Mary Margaret Marren, gave a superb portrayal of Cinderella. She played throughout with a quiet and simple sincerity, that endeared her to all present. and with her delightful soprano voice, gave charming renderings of 'Some day my Prince will come' and 'Always'.
As her Prince Charming, Olive Gallagher displayed her admirable dramatic and musical talent. With exuberant vitality and gaiety, that was truly excellent.
Her fine contralto rendering of 'Serenade' and 'I'll Walk Alone', were received with great applause. In the role of Dandani, valet to the Prince, Bridgie Duffy brought to the scene a carefree vivacity and carried herself with splendid poise and gracefulness. Joe Logue's magnificent interpretation of Buttons received thunderous and well merited applause throughout the show.

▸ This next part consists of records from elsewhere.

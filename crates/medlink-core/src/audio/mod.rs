//! Stethoscope audio pipeline.
//!
//! Frames are split and decoded ([`frame`]), reassembled into 256-sample
//! paired blocks for echo cancellation, then into 800-sample blocks for the
//! gain stage and noise suppression, and finally appended to a WAV sink.
//!
//! ```text
//! frame ──► FrameDecoder ──► PairedWindow(256) ──► cancel_echo
//!                                                      │
//!         WavWriter ◄── suppress_noise ◄── gain ◄── WindowBuffer(800)
//! ```

pub mod adpcm;
pub mod enhance;
pub mod frame;
pub mod wav;
pub mod window;

use std::io::{Seek, Write};
use std::sync::Arc;

use tracing::{debug, trace};

use medlink_types::EchoMode;

pub use adpcm::AdpcmDecoder;
pub use enhance::{AEC_BLOCK, GAIN_BLOCK, Passthrough, SignalEnhancer};
pub use frame::{DecodedFrame, FrameDecoder, SequenceTracker};
pub use wav::{SAMPLE_RATE, WavWriter};
pub use window::{PairedWindow, WindowBuffer};

/// Decodes stethoscope frames into an enhanced PCM recording.
pub struct StethoscopePipeline<W: Write + Seek> {
    decoder: FrameDecoder,
    echo: PairedWindow<i16>,
    gain: WindowBuffer<i16>,
    mode: EchoMode,
    enhancer: Arc<dyn SignalEnhancer>,
    sink: WavWriter<W>,
    frames: u64,
}

impl<W: Write + Seek> std::fmt::Debug for StethoscopePipeline<W> {
    fn fmt(&self, f: &mut std::fmt::Formatter<'_>) -> std::fmt::Result {
        f.debug_struct("StethoscopePipeline")
            .field("mode", &self.mode)
            .field("frames", &self.frames)
            .field("data_len", &self.sink.data_len())
            .finish_non_exhaustive()
    }
}

impl<W: Write + Seek> StethoscopePipeline<W> {
    /// Start a recording into `sink`.
    pub fn new(sink: W, enhancer: Arc<dyn SignalEnhancer>) -> std::io::Result<Self> {
        enhancer.reset();
        Ok(Self {
            decoder: FrameDecoder::new(),
            echo: PairedWindow::new(AEC_BLOCK),
            gain: WindowBuffer::new(GAIN_BLOCK),
            mode: EchoMode::default(),
            enhancer,
            sink: WavWriter::new(sink)?,
            frames: 0,
        })
    }

    pub fn mode(&self) -> EchoMode {
        self.mode
    }

    /// Select the gain-stage routine for subsequent blocks.
    pub fn set_mode(&mut self, mode: EchoMode) {
        if mode != self.mode {
            debug!(?mode, "Echo mode changed");
        }
        self.mode = mode;
    }

    /// Frames accepted so far.
    pub fn frames(&self) -> u64 {
        self.frames
    }

    /// Dropped-frame gaps detected so far.
    pub fn gaps(&self) -> u32 {
        self.decoder.sequence().gaps()
    }

    /// Bytes of PCM written to the sink so far.
    pub fn data_len(&self) -> u32 {
        self.sink.data_len()
    }

    /// Decode one notification frame and write any completed output.
    ///
    /// Frames of an unrecognized length are ignored.
    pub fn process_frame(&mut self, data: &[u8]) -> std::io::Result<()> {
        let Some(decoded) = self.decoder.decode(data) else {
            debug!(len = data.len(), "Ignoring frame of unknown length");
            return Ok(());
        };
        self.frames += 1;

        let mut ready = self.echo.push(&decoded.mic, &decoded.speaker);
        while let Some((mic, speaker)) = ready {
            let cancelled = self.enhancer.cancel_echo(&mic, &speaker).unwrap_or(mic);
            self.feed_gain(&cancelled)?;
            ready = self.echo.push(&[], &[]);
        }
        Ok(())
    }

    fn feed_gain(&mut self, samples: &[i16]) -> std::io::Result<()> {
        let mut ready = self.gain.push(samples);
        while let Some(block) = ready {
            let gained = enhance::gain_stage(self.enhancer.as_ref(), &block, self.mode).unwrap_or(block);
            let output = self.enhancer.suppress_noise(&gained).unwrap_or(gained);
            trace!(samples = output.len(), "Block written");
            self.sink.write_samples(&output)?;
            ready = self.gain.push(&[]);
        }
        Ok(())
    }

    /// Patch the WAV header and return the sink.
    ///
    /// Samples short of a full gain block are discarded.
    pub fn finish(self) -> std::io::Result<W> {
        debug!(
            frames = self.frames,
            gaps = self.gaps(),
            bytes = self.sink.data_len(),
            "Recording finished"
        );
        self.sink.finish()
    }
}

#[cfg(test)]
mod tests {
    use super::*;
    use std::io::Cursor;
    use std::sync::Mutex;

    use frame::{ADPCM_FRAME_LEN, PCM_FRAME_LEN};
    use wav::HEADER_LEN;

    #[derive(Default)]
    struct Recorder {
        echo_blocks: Mutex<Vec<(usize, usize)>>,
        gain_calls: Mutex<Vec<&'static str>>,
    }

    impl SignalEnhancer for Recorder {
        fn cancel_echo(&self, mic: &[i16], speaker: &[i16]) -> Option<Vec<i16>> {
            self.echo_blocks.lock().unwrap().push((mic.len(), speaker.len()));
            None
        }

        fn automatic_gain(&self, _block: &[i16]) -> Option<Vec<i16>> {
            self.gain_calls.lock().unwrap().push("agc");
            None
        }

        fn clip_distortion(&self, _block: &[i16]) -> Option<Vec<i16>> {
            self.gain_calls.lock().unwrap().push("clip");
            None
        }

        fn suppress_noise(&self, block: &[i16]) -> Option<Vec<i16>> {
            Some(vec![1; block.len()])
        }
    }

    fn pipeline(enhancer: Arc<dyn SignalEnhancer>) -> StethoscopePipeline<Cursor<Vec<u8>>> {
        StethoscopePipeline::new(Cursor::new(Vec::new()), enhancer).unwrap()
    }

    #[test]
    fn test_passthrough_writes_whole_gain_blocks() {
        let mut p = pipeline(Arc::new(Passthrough));
        // 180 samples per frame; 10 frames = 1800 samples
        for _ in 0..10 {
            p.process_frame(&[0u8; ADPCM_FRAME_LEN]).unwrap();
        }
        // 7 echo blocks (1792 samples) -> 2 gain blocks
        assert_eq!(p.data_len(), 2 * 800 * 2);
        let bytes = p.finish().unwrap().into_inner();
        assert_eq!(bytes.len(), HEADER_LEN + 3200);
        assert_eq!(&bytes[40..44], &3200u32.to_le_bytes());
    }

    #[test]
    fn test_echo_blocks_are_paired_and_sized() {
        let recorder = Arc::new(Recorder::default());
        let mut p = pipeline(recorder.clone());
        for _ in 0..20 {
            p.process_frame(&[0u8; PCM_FRAME_LEN]).unwrap();
        }
        let blocks = recorder.echo_blocks.lock().unwrap();
        // 20 * 60 = 1200 samples -> 4 blocks of 256
        assert_eq!(blocks.len(), 4);
        assert!(blocks.iter().all(|&b| b == (AEC_BLOCK, AEC_BLOCK)));
    }

    #[test]
    fn test_mode_selects_gain_routine() {
        let recorder = Arc::new(Recorder::default());
        let mut p = pipeline(recorder.clone());
        // 6 * 180 = 1080 samples -> 4 echo blocks -> 1 gain block
        for _ in 0..6 {
            p.process_frame(&[0u8; ADPCM_FRAME_LEN]).unwrap();
        }
        p.set_mode(EchoMode::Diaphragm);
        for _ in 0..5 {
            p.process_frame(&[0u8; ADPCM_FRAME_LEN]).unwrap();
        }
        assert_eq!(*recorder.gain_calls.lock().unwrap(), vec!["clip", "agc"]);
    }

    #[test]
    fn test_noise_suppression_output_is_written() {
        let mut p = pipeline(Arc::new(Recorder::default()));
        for _ in 0..10 {
            p.process_frame(&[0x77u8; ADPCM_FRAME_LEN]).unwrap();
        }
        let bytes = p.finish().unwrap().into_inner();
        assert_eq!(bytes.len(), HEADER_LEN + 3200);
        assert!(bytes[HEADER_LEN..].chunks(2).all(|s| s == [1, 0]));
    }

    #[test]
    fn test_unknown_frames_ignored() {
        let mut p = pipeline(Arc::new(Passthrough));
        p.process_frame(&[0u8; 20]).unwrap();
        p.process_frame(&[]).unwrap();
        assert_eq!(p.frames(), 0);
        assert_eq!(p.data_len(), 0);
    }
}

As the 'Ugly Sisters' Mickey Frain and Bill Doran were excellent. Their father 'The Baron' was played by Paddy Henry, his perfect characterisation brought out of the part a supreme quality. As the 'Fairy Godmother', Francie Walsh, gave a truly artistic portrayal and her rendering of 'A Dream is a Wish' was one of the musical gems of the show. Alec, played by Seamy Fleming, was very competent. As Professor Dogsbody, Michael Frain, Church St. was the typical absent minded Genius.

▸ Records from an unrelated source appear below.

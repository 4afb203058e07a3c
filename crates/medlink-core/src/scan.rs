//! btleplug-backed advertisement watcher.
//!
//! [`BleScanner`] owns one adapter for the life of the process and turns its
//! central event stream into [`ScanEvent`]s.

use std::sync::Arc;

use async_trait::async_trait;
use btleplug::api::{Central, CentralEvent, Manager as _, Peripheral as _, ScanFilter};
use btleplug::platform::{Adapter, Manager, Peripheral, PeripheralId};
use futures::StreamExt;
use tracing::{debug, info};

use medlink_types::PeripheralAddress;

use crate::device::{BlePeripheral, ConnectionConfig, to_peripheral_address};
use crate::error::{DeviceNotFoundReason, Error, Result};
use crate::traits::{GattTransport, ScanEvent, ScanEventStream, Scanner};

/// Get the first available Bluetooth adapter.
pub async fn get_adapter() -> Result<Adapter> {
    let manager = Manager::new().await?;
    let adapters = manager.adapters().await?;

    adapters
        .into_iter()
        .next()
        .ok_or(Error::DeviceNotFound(DeviceNotFoundReason::NoAdapter))
}

/// Any failure to start watching aborts discovery the same way.
fn scan_failure(err: btleplug::Error) -> Error {
    Error::ScanFailure(err.to_string())
}

/// Advertisement watcher over the first system adapter.
#[derive(Debug, Clone)]
pub struct BleScanner {
    adapter: Adapter,
    config: ConnectionConfig,
}

impl BleScanner {
    /// Open the first adapter with default connection timeouts.
    pub async fn new() -> Result<Self> {
        Self::with_config(ConnectionConfig::default()).await
    }

    /// Open the first adapter with custom connection timeouts.
    pub async fn with_config(config: ConnectionConfig) -> Result<Self> {
        Ok(Self {
            adapter: get_adapter().await?,
            config,
        })
    }

    async fn address_of(adapter: &Adapter, id: &PeripheralId) -> Option<PeripheralAddress> {
        let peripheral = adapter.peripheral(id).await.ok()?;
        Some(to_peripheral_address(peripheral.address()))
    }

    async fn find(&self, address: PeripheralAddress) -> Result<Option<Peripheral>> {
        let peripherals = self.adapter.peripherals().await?;
        Ok(peripherals
            .into_iter()
            .find(|p| to_peripheral_address(p.address()) == address))
    }
}

#[async_trait]
impl Scanner for BleScanner {
    async fn start_watch(&self) -> Result<ScanEventStream> {
        let events = self.adapter.events().await.map_err(scan_failure)?;
        self.adapter
            .start_scan(ScanFilter::default())
            .await
            .map_err(scan_failure)?;
        debug!("Advertisement watcher started");

        let adapter = self.adapter.clone();
        let stream = events.filter_map(move |event| {
            let adapter = adapter.clone();
            async move {
                match event {
                    CentralEvent::DeviceDiscovered(id) | CentralEvent::DeviceUpdated(id) => {
                        Self::address_of(&adapter, &id).await.map(ScanEvent::Seen)
                    }
                    CentralEvent::StateUpdate(state) => {
                        debug!(?state, "Adapter state changed");
                        None
                    }
                    _ => None,
                }
            }
        });
        Ok(Box::pin(stream))
    }

    async fn stop_watch(&self) -> Result<()> {
        self.adapter.stop_scan().await?;
        debug!("Advertisement watcher stopped");
        Ok(())
    }

    #[tracing::instrument(level = "info", skip(self), fields(address = %address))]
    async fn open(&self, address: PeripheralAddress) -> Result<Option<Arc<dyn GattTransport>>> {
        let Some(peripheral) = self.find(address).await? else {
            info!("Peripheral no longer known to the adapter");
            return Ok(None);
        };
        let device = BlePeripheral::connect(peripheral, self.config.clone()).await?;
        Ok(Some(Arc::new(device)))
    }
}

#[cfg(test)]
mod tests {
    use super::*;

    #[test]
    fn test_watch_errors_are_scan_failures() {
        let err = scan_failure(btleplug::Error::NotSupported("event stream".into()));
        assert!(matches!(&err, Error::ScanFailure(msg) if msg.contains("event stream")));
        assert!(!err.is_input_error());
    }
}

The producer Eamon O'Hara and his assistant Paddy Henry, must be complimented on the excellence of the production and even though they had much talent at their disposal, They had no easy task in welding the principals into the core of the show.
Mrs Patsy Rafferty, A.L.C.M. was the musical director and was complimented for her musical display. The lighting effects were in the capable hands of Patsy Dunne, who together with the property manager, Sean Casey, were among the prime movers of the pantomime.
The Stage management was looked after by Messrs Mike O'Donnell, P.J. Brennan and Tommy Phillips. On Sunday night, the closing night, Canon O'Connor PP, spoke and in a very concise speech, thanked everybody who helped to make this Pantomime a wonderful Success.
He complimented the producer Eamon O'Hara, the cast, chorus, dancers and the men behind the scenes. At the start, Canon O'Connor knew it was a three hour show and felt he would not like to sit through it, but when the last goodbye was nigh, he would willingly sit and listen for another three hours.
The success which the Dramatic and Musical Society have achieved is primarily due to the important factors, the love for drama and the music inherent in its members.
This was acclaimed in no uncertain fashion by those who came as far afield as Galway City, Sligo, Claremorris, Castlebar, Ballyhaunis, Carrick-on Shannon, Bundoran and Roscommon.
The Fifties were coming to a close and a new dawn was about to appear in the Sixties, For the dedicated Charlestown performers.